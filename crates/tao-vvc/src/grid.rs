//! CTU 任务依赖网格.
//!
//! 每帧一张网格, 每个 CTU 一个原子位集, 每个流水线阶段占一位.
//! 位只会被置上, 在帧的生命周期内从不清除; 只有持有网格独占引用时
//! (帧上下文被回收复用) 才能整体清零.
//!
//! 每个 (CTU, 阶段) 只有一个负责写入的执行者, 但任意工作线程都可能读取任意格子,
//! 因此格子本身是原子的, 格子之间不需要加锁.
//!
//! 越界查询的约定:
//! - 行或列为负: 视为已完成 (帧的上/左边界之外没有依赖);
//! - 超出右/下边界: 夹到最后一列/最后一行.

use std::sync::atomic::{AtomicU8, Ordering};

use bitflags::bitflags;
use tao_core::CtuPos;

use crate::task::TaskStage;

bitflags! {
    /// 已完成的流水线阶段集合
    #[derive(Debug, Clone, Copy, PartialEq, Eq, Hash, Default)]
    pub struct StageSet: u8 {
        const PARSE = 1 << 0;
        const INTER = 1 << 1;
        const RECON = 1 << 2;
        const LMCS = 1 << 3;
        const DEBLOCK_V = 1 << 4;
        const DEBLOCK_H = 1 << 5;
        const SAO = 1 << 6;
        const ALF = 1 << 7;
    }
}

/// 单个 CTU 的完成状态
///
/// 只提供 "置位并返回旧值" 与读取操作, 不提供清除.
#[derive(Debug, Default)]
pub struct CtuProgress(AtomicU8);

impl CtuProgress {
    /// 读取已完成的阶段
    pub fn load(&self) -> StageSet {
        StageSet::from_bits_retain(self.0.load(Ordering::Acquire))
    }

    /// 标记阶段完成, 返回标记前的集合
    pub fn mark(&self, stage: TaskStage) -> StageSet {
        StageSet::from_bits_retain(self.0.fetch_or(stage.bit().bits(), Ordering::AcqRel))
    }

    /// 阶段是否已完成
    pub fn contains(&self, stage: TaskStage) -> bool {
        self.load().contains(stage.bit())
    }
}

/// 每帧的 CTU 依赖网格
#[derive(Debug)]
pub struct TaskGrid {
    width: i32,
    height: i32,
    cells: Vec<CtuProgress>,
}

impl TaskGrid {
    /// 创建 `width` x `height` 个 CTU 的网格, 所有位清零
    pub fn new(width: u32, height: u32) -> Self {
        let mut grid = Self {
            width: 0,
            height: 0,
            cells: Vec::new(),
        };
        grid.reset(width, height);
        grid
    }

    /// 为新帧复用网格: 调整尺寸并清零所有位
    ///
    /// 需要独占引用, 因此不可能与任何读取并发.
    pub fn reset(&mut self, width: u32, height: u32) {
        let count = width as usize * height as usize;
        self.width = width as i32;
        self.height = height as i32;
        self.cells.truncate(count);
        for cell in &mut self.cells {
            *cell.0.get_mut() = 0;
        }
        self.cells.resize_with(count, CtuProgress::default);
    }

    /// 网格宽度 (CTU)
    pub fn width(&self) -> i32 {
        self.width
    }

    /// 网格高度 (CTU)
    pub fn height(&self) -> i32 {
        self.height
    }

    /// 坐标是否在网格内
    pub fn contains(&self, pos: CtuPos) -> bool {
        pos.x >= 0 && pos.y >= 0 && pos.x < self.width && pos.y < self.height
    }

    /// 网格内的格子
    pub fn cell(&self, pos: CtuPos) -> Option<&CtuProgress> {
        if self.contains(pos) {
            self.cells.get(pos.raster_index(self.width))
        } else {
            None
        }
    }

    /// 读取格子的已完成阶段, 网格外返回空集
    pub fn stages(&self, pos: CtuPos) -> StageSet {
        self.cell(pos).map(CtuProgress::load).unwrap_or_default()
    }

    /// 标记阶段完成, 返回标记前的集合
    ///
    /// 网格外的坐标被忽略.
    pub fn mark(&self, pos: CtuPos, stage: TaskStage) -> StageSet {
        match self.cell(pos) {
            Some(cell) => {
                let previous = cell.mark(stage);
                debug_assert!(
                    !previous.contains(stage.bit()),
                    "CTU {pos} 的阶段 {stage} 被重复标记"
                );
                previous
            }
            None => StageSet::empty(),
        }
    }

    /// 依赖查询: 负坐标视为已完成, 越过右/下边界则夹到最后一列/行
    pub fn is_done(&self, pos: CtuPos, stage: TaskStage) -> bool {
        if pos.x < 0 || pos.y < 0 || self.cells.is_empty() {
            return true;
        }
        let clamped = CtuPos::new(pos.x.min(self.width - 1), pos.y.min(self.height - 1));
        self.cells[clamped.raster_index(self.width)].contains(stage)
    }

    /// 按光栅顺序找到第一个缺少某阶段的 CTU
    pub fn first_missing(&self, stage: TaskStage) -> Option<CtuPos> {
        self.cells
            .iter()
            .position(|cell| !cell.contains(stage))
            .map(|index| {
                let index = index as i32;
                CtuPos::new(index % self.width, index / self.width)
            })
    }

    /// 所有 CTU 是否都已完成某阶段
    pub fn all_done(&self, stage: TaskStage) -> bool {
        self.first_missing(stage).is_none()
    }

    // ============================================================
    // 各阶段的就绪判定
    // ============================================================

    /// 熵编码同步开启时, 非 slice 首行的 CTU 需要正上方 CTU 已完成解析
    pub fn parse_ready(&self, pos: CtuPos, entropy_sync: bool, slice_first_row: i32) -> bool {
        if !entropy_sync || pos.y == slice_first_row {
            return true;
        }
        self.is_done(pos.above(), TaskStage::Parse)
    }

    /// 本 CTU 帧间预测完成, 右上与左侧 CTU 重建完成
    pub fn recon_ready(&self, pos: CtuPos) -> bool {
        self.is_done(pos, TaskStage::Inter)
            && self.is_done(pos.offset(1, -1), TaskStage::Recon)
            && self.is_done(pos.left(), TaskStage::Recon)
    }

    /// 右下、正下与右侧 CTU 重建完成 (LMCS 比重建滞后一个对角位置)
    pub fn lmcs_ready(&self, pos: CtuPos) -> bool {
        self.is_done(pos.offset(1, 1), TaskStage::Recon)
            && self.is_done(pos.below(), TaskStage::Recon)
            && self.is_done(pos.right(), TaskStage::Recon)
    }

    /// 本 CTU 与右侧 CTU 的 LMCS 完成
    pub fn deblock_v_ready(&self, pos: CtuPos) -> bool {
        self.is_done(pos, TaskStage::Lmcs) && self.is_done(pos.right(), TaskStage::Lmcs)
    }

    /// 左侧 CTU 水平去块完成, 本 CTU 垂直去块完成
    pub fn deblock_h_ready(&self, pos: CtuPos) -> bool {
        self.is_done(pos.left(), TaskStage::DeblockH) && self.is_done(pos, TaskStage::DeblockV)
    }

    /// 右上 CTU 的 SAO 完成, 左下、正下、右下 CTU 的水平去块完成
    pub fn sao_ready(&self, pos: CtuPos) -> bool {
        self.is_done(pos.offset(1, -1), TaskStage::Sao)
            && self.is_done(pos.offset(-1, 1), TaskStage::DeblockH)
            && self.is_done(pos.below(), TaskStage::DeblockH)
            && self.is_done(pos.offset(1, 1), TaskStage::DeblockH)
    }
}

■ ■ ■ ■ ■

▶ Requirement
Which of the lines above include the string "count"? Pick them out and copy them.

▶ Answer space
        let count = width as usize * height as usize;
        self.cells.truncate(count);
        self.cells.resize_with(count, CtuProgress::default);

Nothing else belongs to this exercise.